Intel was still worried that Ireland might not have enough experienced engineers. So IDA hired consultants to locate Irish engineers working overseas with experience in silicon chip making.
"Within five weeks, over 300 Irish engineers, mainly in the US, had been identified and individually contacted; each of them had between three and seven years' experience in the production of volume semiconductors," wrote Mr White.
"The formal report handed to Intel had the positive finding that over 80 per cent of the expatriate engineers would return to Ireland if given a good career opportunity."
IDA also paid heavily to buy Intel's 2600 jobs - a grant of £Ir87 million, or £Ir33,460 a job. Mr O'Hearn said tax loopholes brought the total taxpayer subsidy to £Ir75,000 a job.
But Mr White believes that the signal the Intel investment sent to the rest of the fast-growing computer industry was vital. "No other overseas investment has exceeded the benefits and return to Ireland generated from the Intel project," he said.
The IDA's present chief executive, Sean Dorgan, said the momentum generated in the past 10 years meant Ireland no longer had to pay so much for jobs. Last year's IDA grants to new foreign investors of £Ir116 million "bought" 23,349 jobs, at just under £Ir5000 a job.
"We never try to compensate with incentives for something that would be uneconomic otherwise," he said. "It has to be a good investment from the investor's point of view. The incentives are a way of icing the cake."
Now that Dublin actually has a desperate labour shortage, the IDA has switched to a dual strategy of attracting jobs to the slower-growing west and north of Ireland, and moving jobs "up the value chain," from assembling computers to software and other kinds of research and development.

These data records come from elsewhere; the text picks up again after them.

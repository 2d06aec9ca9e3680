//! Gamma distribution utilities.
//!
//! Provides PDF, CDF, survival and quantile functions for the Gamma
//! distribution. Uses the regularized incomplete gamma function with
//! series/continued-fraction approximations for numerical stability.
//!
//! # Parameterization
//!
//! Uses **rate parameterization**: `Gamma(α, β)` where:
//! - `α` = shape parameter (α > 0)
//! - `β` = rate parameter (β > 0)
//!
//! The density is: `f(t) = β^α / Γ(α) * t^(α-1) * e^(-βt)`

use super::roots::{brentq, ScalarOptions};
use super::stable::log_gamma;

// Constants for incomplete gamma computation
const GAMMAINC_MAX_ITERS: usize = 1000;
const GAMMAINC_EPS: f64 = f64::EPSILON;
const GAMMAINC_FPMIN: f64 = 1.0e-300;

/// Log of the Gamma distribution PDF at t.
pub fn gamma_log_pdf(t: f64, alpha: f64, beta: f64) -> f64 {
    if t.is_nan() || alpha.is_nan() || beta.is_nan() {
        return f64::NAN;
    }
    if alpha <= 0.0 || beta <= 0.0 {
        return f64::NAN;
    }
    if t < 0.0 {
        return f64::NEG_INFINITY;
    }
    if t == 0.0 {
        if alpha < 1.0 {
            return f64::INFINITY;
        } else if alpha == 1.0 {
            return beta.ln();
        } else {
            return f64::NEG_INFINITY;
        }
    }

    // log f(t) = α*log(β) - log(Γ(α)) + (α-1)*log(t) - β*t
    alpha * beta.ln() - log_gamma(alpha) + (alpha - 1.0) * t.ln() - beta * t
}

/// Gamma distribution PDF at t.
pub fn gamma_pdf(t: f64, alpha: f64, beta: f64) -> f64 {
    let log_pdf = gamma_log_pdf(t, alpha, beta);
    if log_pdf.is_nan() {
        return f64::NAN;
    }
    if log_pdf == f64::INFINITY {
        return f64::INFINITY;
    }
    if log_pdf == f64::NEG_INFINITY {
        return 0.0;
    }
    log_pdf.exp()
}

/// Regularized lower incomplete gamma function P(a, x).
///
/// P(a, x) = γ(a, x) / Γ(a); this is the CDF of Gamma(a, 1) at x.
pub fn gamma_p(a: f64, x: f64) -> f64 {
    if a.is_nan() || x.is_nan() || a <= 0.0 || x < 0.0 {
        return f64::NAN;
    }
    if x == 0.0 {
        return 0.0;
    }
    if x.is_infinite() {
        return 1.0;
    }

    if x < a + 1.0 {
        gammainc_series(a, x)
    } else {
        1.0 - gammainc_cf(a, x)
    }
}

/// Regularized upper incomplete gamma function Q(a, x) = 1 - P(a, x).
pub fn gamma_q(a: f64, x: f64) -> f64 {
    if a.is_nan() || x.is_nan() || a <= 0.0 || x < 0.0 {
        return f64::NAN;
    }
    if x == 0.0 {
        return 1.0;
    }
    if x.is_infinite() {
        return 0.0;
    }

    if x < a + 1.0 {
        1.0 - gammainc_series(a, x)
    } else {
        gammainc_cf(a, x)
    }
}

/// Series expansion for P(a, x) when x < a+1.
///
/// P(a, x) = e^(-x) * x^a * Σ_{n=0}^∞ x^n / Γ(a+n+1)
fn gammainc_series(a: f64, x: f64) -> f64 {
    let log_prefactor = a * x.ln() - x - log_gamma(a);

    let mut term = 1.0 / a;
    let mut sum = term;
    for n in 1..=GAMMAINC_MAX_ITERS {
        term *= x / (a + n as f64);
        sum += term;
        if term.abs() < GAMMAINC_EPS * sum.abs() {
            break;
        }
    }

    (log_prefactor.exp() * sum).clamp(0.0, 1.0)
}

/// Continued fraction for Q(a, x) when x >= a+1 (modified Lentz).
fn gammainc_cf(a: f64, x: f64) -> f64 {
    let log_prefactor = a * x.ln() - x - log_gamma(a);

    let mut b = x - a + 1.0;
    let mut c = 1.0 / GAMMAINC_FPMIN;
    let mut d = 1.0 / b;
    let mut h = d;

    for i in 1..=GAMMAINC_MAX_ITERS {
        let ai = -(i as f64) * (i as f64 - a);
        b += 2.0;
        d = ai * d + b;
        if d.abs() < GAMMAINC_FPMIN {
            d = GAMMAINC_FPMIN;
        }
        c = b + ai / c;
        if c.abs() < GAMMAINC_FPMIN {
            c = GAMMAINC_FPMIN;
        }
        d = 1.0 / d;
        let del = d * c;
        h *= del;
        if (del - 1.0).abs() < GAMMAINC_EPS {
            break;
        }
    }

    (log_prefactor.exp() * h).clamp(0.0, 1.0)
}

/// CDF of the Gamma distribution: P(T <= t) where T ~ Gamma(α, β).
pub fn gamma_cdf(t: f64, alpha: f64, beta: f64) -> f64 {
    if t.is_nan() || alpha.is_nan() || beta.is_nan() || alpha <= 0.0 || beta <= 0.0 {
        return f64::NAN;
    }
    if t <= 0.0 {
        return 0.0;
    }
    if t.is_infinite() {
        return 1.0;
    }
    gamma_p(alpha, beta * t)
}

/// Survival function of the Gamma distribution: P(T > t).
pub fn gamma_survival(t: f64, alpha: f64, beta: f64) -> f64 {
    if t.is_nan() || alpha.is_nan() || beta.is_nan() || alpha <= 0.0 || beta <= 0.0 {
        return f64::NAN;
    }
    if t <= 0.0 {
        return 1.0;
    }
    if t.is_infinite() {
        return 0.0;
    }
    gamma_q(alpha, beta * t)
}

/// Quantile of Gamma(α, β).
///
/// With `tail == true` returns t such that P(T > t) = p.
/// Brackets by doubling from the mean, then solves with Brent.
pub fn gamma_quantile(p: f64, alpha: f64, beta: f64, tail: bool) -> f64 {
    if p.is_nan() || alpha.is_nan() || beta.is_nan() || alpha <= 0.0 || beta <= 0.0 {
        return f64::NAN;
    }
    if !(0.0..=1.0).contains(&p) {
        return f64::NAN;
    }
    let lower_p = if tail { 1.0 - p } else { p };
    if lower_p <= 0.0 {
        return 0.0;
    }
    if lower_p >= 1.0 {
        return f64::INFINITY;
    }

    // Work on the unit-rate variable, rescale at the end.
    let objective = |x: f64| {
        if tail {
            p - gamma_q(alpha, x)
        } else {
            gamma_p(alpha, x) - p
        }
    };
    let mut upper = alpha.max(1.0);
    let mut guard = 0;
    while objective(upper) < 0.0 && guard < 2000 {
        upper *= 2.0;
        guard += 1;
    }
    let options = ScalarOptions {
        max_iter: 200,
        tol: 1e-14 * upper.max(1.0),
        rtol: 1e-15,
    };
    match brentq(objective, 0.0, upper, &options) {
        Ok(result) => result.root / beta,
        Err(_) => f64::NAN,
    }
}

/// Mean of Gamma(α, β) = α/β.
pub fn gamma_mean(alpha: f64, beta: f64) -> f64 {
    if alpha.is_nan() || beta.is_nan() || alpha <= 0.0 || beta <= 0.0 {
        return f64::NAN;
    }
    alpha / beta
}

/// Variance of Gamma(α, β) = α/β².
pub fn gamma_var(alpha: f64, beta: f64) -> f64 {
    if alpha.is_nan() || beta.is_nan() || alpha <= 0.0 || beta <= 0.0 {
        return f64::NAN;
    }
    alpha / (beta * beta)
}

#[cfg(test)]
mod tests {
    use super::*;

    fn approx_eq(a: f64, b: f64, tol: f64) -> bool {
        if a.is_nan() || b.is_nan() {
            return false;
        }
        if a.is_infinite() && b.is_infinite() {
            return a.is_sign_positive() == b.is_sign_positive();
        }
        (a - b).abs() <= tol
    }

    // Gamma(1, β) = Exponential(rate=β)

    #[test]
    fn exponential_pdf_matches_gamma_1_beta() {
        let beta: f64 = 2.5;
        let t: f64 = 1.0;
        let expected_log_pdf = beta.ln() - beta * t;
        assert!(approx_eq(gamma_log_pdf(t, 1.0, beta), expected_log_pdf, 1e-10));
    }

    #[test]
    fn exponential_cdf_matches_gamma_1_beta() {
        let beta: f64 = 2.0;
        let t: f64 = 0.5;
        let expected_cdf = 1.0 - (-beta * t).exp();
        assert!(approx_eq(gamma_cdf(t, 1.0, beta), expected_cdf, 1e-14));
    }

    #[test]
    fn exponential_survival_matches_gamma_1_beta() {
        let beta: f64 = 1.5;
        let t: f64 = 2.0;
        let expected = (-beta * t).exp();
        assert!(approx_eq(gamma_survival(t, 1.0, beta), expected, 1e-14));
    }

    #[test]
    fn integer_shape_cdf_matches_poisson_sum() {
        // P(6, x) = 1 - e^{-x} Σ_{k<6} x^k/k!
        for &x in &[0.5, 3.0, 6.0, 11.0, 25.0] {
            let mut term = 1.0;
            let mut sum = 1.0;
            for k in 1..6 {
                term *= x / k as f64;
                sum += term;
            }
            let expected = 1.0 - (-x).exp() * sum;
            assert!(
                approx_eq(gamma_p(6.0, x), expected, 1e-13),
                "x={x}: {} vs {expected}",
                gamma_p(6.0, x)
            );
        }
    }

    #[test]
    fn p_plus_q_is_one() {
        for &(a, x) in &[(0.5, 0.1), (2.0, 1.0), (3.5, 7.0), (10.0, 9.0)] {
            assert!(approx_eq(gamma_p(a, x) + gamma_q(a, x), 1.0, 1e-14));
        }
    }

    #[test]
    fn quantile_round_trip() {
        for &p in &[0.01, 0.25, 0.5, 0.75, 0.99] {
            let t = gamma_quantile(p, 3.0, 2.0, false);
            assert!(approx_eq(gamma_cdf(t, 3.0, 2.0), p, 1e-12), "p={p}");
            let u = gamma_quantile(p, 3.0, 2.0, true);
            assert!(approx_eq(gamma_survival(u, 3.0, 2.0), p, 1e-12), "tail p={p}");
        }
    }

    #[test]
    fn quantile_endpoints() {
        assert_eq!(gamma_quantile(0.0, 2.0, 1.0, false), 0.0);
        assert!(gamma_quantile(1.0, 2.0, 1.0, false).is_infinite());
        assert_eq!(gamma_quantile(1.0, 2.0, 1.0, true), 0.0);
    }

    #[test]
    fn invalid_params_are_nan() {
        assert!(gamma_pdf(1.0, 0.0, 1.0).is_nan());
        assert!(gamma_cdf(1.0, 1.0, -1.0).is_nan());
        assert!(gamma_mean(-1.0, 1.0).is_nan());
        assert!(gamma_var(1.0, 0.0).is_nan());
    }
}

Government moves to quintuple the number of Irish software graduates from 500 in 1996 to 2400 this year have helped. Last year Prudential Insurance built a 150-strong software development centre in Letterkenny, in the far north-west.
"We can do that, not necessarily in Dublin but in Letterkenny, in Donegal, because there is a very good institute of technology there which is producing good graduates for software," Mr Dorgan said.

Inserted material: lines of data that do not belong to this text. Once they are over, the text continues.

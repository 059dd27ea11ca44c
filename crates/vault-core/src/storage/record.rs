//! The persisted credential record
//!
//! Binary fields are stored base64-encoded, exactly as they are handed to
//! [`CredentialCipher::decrypt`], so a malformed field surfaces as
//! [`VaultError::MalformedRecord`] at decryption time rather than at load.

use chrono::{DateTime, Utc};
use serde::{Deserialize, Serialize};

use crate::crypto::{
    decode_field, decode_fixed, encode_field, CipherMode, CredentialCipher, KeyDerivation,
    SecretString, DEFAULT_ITERATIONS, IV_LEN, MAX_ITERATIONS, MIN_ITERATIONS, SALT_LEN,
};
use crate::error::{Result, VaultError};

/// Current record format version
pub const RECORD_VERSION: u32 = 2;

/// Field names of the legacy three-line keys file
const LEGACY_CIPHERTEXT: &str = "ENCRYPTED_API_KEY";
const LEGACY_SALT: &str = "SALT";
const LEGACY_IV: &str = "IV";

/// Encrypted credential as written to disk
#[derive(Debug, Clone, PartialEq, Eq, Serialize, Deserialize)]
pub struct EncryptedRecord {
    /// Record format version
    pub version: u32,
    /// Cipher the record was sealed with
    pub cipher: CipherMode,
    /// PBKDF2 work factor the key was derived with
    pub kdf_iterations: u32,
    /// Base64 ciphertext (GCM output includes the tag)
    #[serde(rename = "encrypted_api_key")]
    pub ciphertext: String,
    /// Base64 salt, 16 bytes
    pub salt: String,
    /// Base64 IV, 16 bytes
    pub iv: String,
    /// When the record was written (absent for imported legacy records)
    #[serde(default, skip_serializing_if = "Option::is_none")]
    pub stored_at: Option<DateTime<Utc>>,
}

impl EncryptedRecord {
    /// Build a record from freshly sealed bytes
    pub fn new(
        cipher: &CredentialCipher,
        ciphertext: &[u8],
        salt: &[u8; SALT_LEN],
        iv: &[u8; IV_LEN],
    ) -> Self {
        Self {
            version: RECORD_VERSION,
            cipher: cipher.mode(),
            kdf_iterations: cipher.kdf().iterations(),
            ciphertext: encode_field(ciphertext),
            salt: encode_field(salt),
            iv: encode_field(iv),
            stored_at: Some(Utc::now()),
        }
    }

    /// Parse a legacy keys file
    ///
    /// The format is three `NAME = "base64"` lines (`ENCRYPTED_API_KEY`,
    /// `SALT`, `IV`). Blank lines, `#` comments and unknown names are
    /// ignored. Legacy records are AES-256-CBC at 100 000 iterations.
    pub fn from_legacy_keys(contents: &str) -> Result<Self> {
        let mut ciphertext = None;
        let mut salt = None;
        let mut iv = None;

        for line in contents.lines() {
            let line = line.trim();
            if line.is_empty() || line.starts_with('#') {
                continue;
            }
            let Some((name, value)) = line.split_once('=') else {
                continue;
            };
            let value = unquote(value.trim());
            match name.trim() {
                LEGACY_CIPHERTEXT => ciphertext = Some(value.to_string()),
                LEGACY_SALT => salt = Some(value.to_string()),
                LEGACY_IV => iv = Some(value.to_string()),
                _ => {}
            }
        }

        let missing = |name: &str| VaultError::MalformedRecord(format!("legacy keys file has no {}", name));

        Ok(Self {
            version: RECORD_VERSION,
            cipher: CipherMode::Aes256Cbc,
            kdf_iterations: DEFAULT_ITERATIONS,
            ciphertext: ciphertext.ok_or_else(|| missing(LEGACY_CIPHERTEXT))?,
            salt: salt.ok_or_else(|| missing(LEGACY_SALT))?,
            iv: iv.ok_or_else(|| missing(LEGACY_IV))?,
            stored_at: None,
        })
    }

    /// Reject records this build cannot interpret
    pub fn validate(&self) -> Result<()> {
        if self.version == 0 || self.version > RECORD_VERSION {
            return Err(VaultError::MalformedRecord(format!(
                "unsupported record version {}",
                self.version
            )));
        }
        Ok(())
    }

    /// Cipher configured with this record's mode and work factor
    pub fn cipher(&self) -> Result<CredentialCipher> {
        let kdf = KeyDerivation::new(self.kdf_iterations).map_err(|_| {
            VaultError::MalformedRecord(format!(
                "record work factor {} is outside {}..={}",
                self.kdf_iterations, MIN_ITERATIONS, MAX_ITERATIONS
            ))
        })?;
        Ok(CredentialCipher::new(self.cipher, kdf))
    }

    /// Decrypt the record under `pin`
    pub fn open(&self, pin: &str) -> Result<SecretString> {
        self.validate()?;
        self.cipher()?
            .decrypt(pin, &self.ciphertext, &self.salt, &self.iv)
    }

    pub fn ciphertext_bytes(&self) -> Result<Vec<u8>> {
        decode_field("ciphertext", &self.ciphertext)
    }

    pub fn salt_bytes(&self) -> Result<[u8; SALT_LEN]> {
        decode_fixed("salt", &self.salt)
    }

    pub fn iv_bytes(&self) -> Result<[u8; IV_LEN]> {
        decode_fixed("iv", &self.iv)
    }
}

fn unquote(value: &str) -> &str {
    for quote in ['"', '\''] {
        if let Some(inner) = value
            .strip_prefix(quote)
            .and_then(|rest| rest.strip_suffix(quote))
        {
            return inner;
        }
    }
    value
}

"We could put an advertisement in the local newspaper and know that the mums would send that to their children anywhere in the world.
"It worked. They got really good quality people, and much cheaper than in the US. They have got people from South Africa, Saudi Arabia and Australia, as well as Dublin."
With 75 million people claiming Irish blood around the world, Ireland has a somewhat larger diaspora to draw on than New Zealand. This is a different world from 1989, and New Zealand's starting point today is nowhere near as bad as Ireland's was then.
So can we learn from Ireland? Mr Dorgan, who will be a keynote speaker at the Catching the Knowledge Wave conference being planned for August by Auckland University, cautions that there is no quick answer.
The IDA was founded in 1948, and the crucial Irish policy change from protectionism to seeking foreign investment was in 1958.
After a short-lived boom in the early 1960s, Irish unemployment did not drop below 5 per cent until last year.
As Mr Dorgan said: "It took us a long time before it all came right."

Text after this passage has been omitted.